Text Alignment
In textreuse: Detect Text Reuse and Document Similarity

Local alignment is the process of finding taking two documents and finding the best subset of each document that aligns with one another. A commonly used local alignment algorithm for genetics is the Smith-Waterman algorithm. This package offers a version of the Smith-Waterman algorithm intended to be used for natural language processing.

Consider these two documents. The first is part of Shakespeare's Measure for Measure. The second is a made-up piece of literary criticism quoting the play, but our imaginary literary critic has bungled the quotation. This is a common class of problems (not bungling literary critics but) documents which contain pieces, often heavily modified, from other documents.

shakespeare <- paste(
  "Haste still pays haste, and leisure answers leisure;",
  "Like doth quit like, and MEASURE still FOR MEASURE.",
  "Then, Angelo, thy fault's thus manifested;",
  "Which, though thou wouldst deny, denies thee vantage.",
  "We do condemn thee to the very block",
  "Where Claudio stoop'd to death, and with like haste.",
  "Away with him!")
critic <- paste(
  "The play comes to its culmination where Duke Vincentio, quoting from",
  "the words of the Sermon on the Mount, says,",
  "'Haste still goes very quickly , and leisure answers leisure;",
  "Like doth cancel like, and measure still for measure.'",
  "These titular words sum up the meaning of the play.")

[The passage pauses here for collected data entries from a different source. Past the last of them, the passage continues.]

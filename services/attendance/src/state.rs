//! Application state shared across handlers

use std::sync::Arc;

use crate::registry::SessionRegistry;
use crate::repositories::{AttendanceRepository, StudentRepository, UserRepository};
use crate::validator::AttendanceValidator;

/// Application state shared across handlers
#[derive(Clone)]
pub struct AppState {
    pub registry: SessionRegistry,
    pub validator: AttendanceValidator,
    pub attendance_repository: Arc<AttendanceRepository>,
    pub student_repository: StudentRepository,
    pub user_repository: UserRepository,
}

We can uses the local alignment function to extract the part of the text that was borrowed. Notice that the resulting object shows us the changes that have been made.

library(textreuse)
align_local(shakespeare, critic)

See the documentation for the function to see how to tune the match: ?align_local. This function works with character vectors or with documents of class TextReuseTextDocument.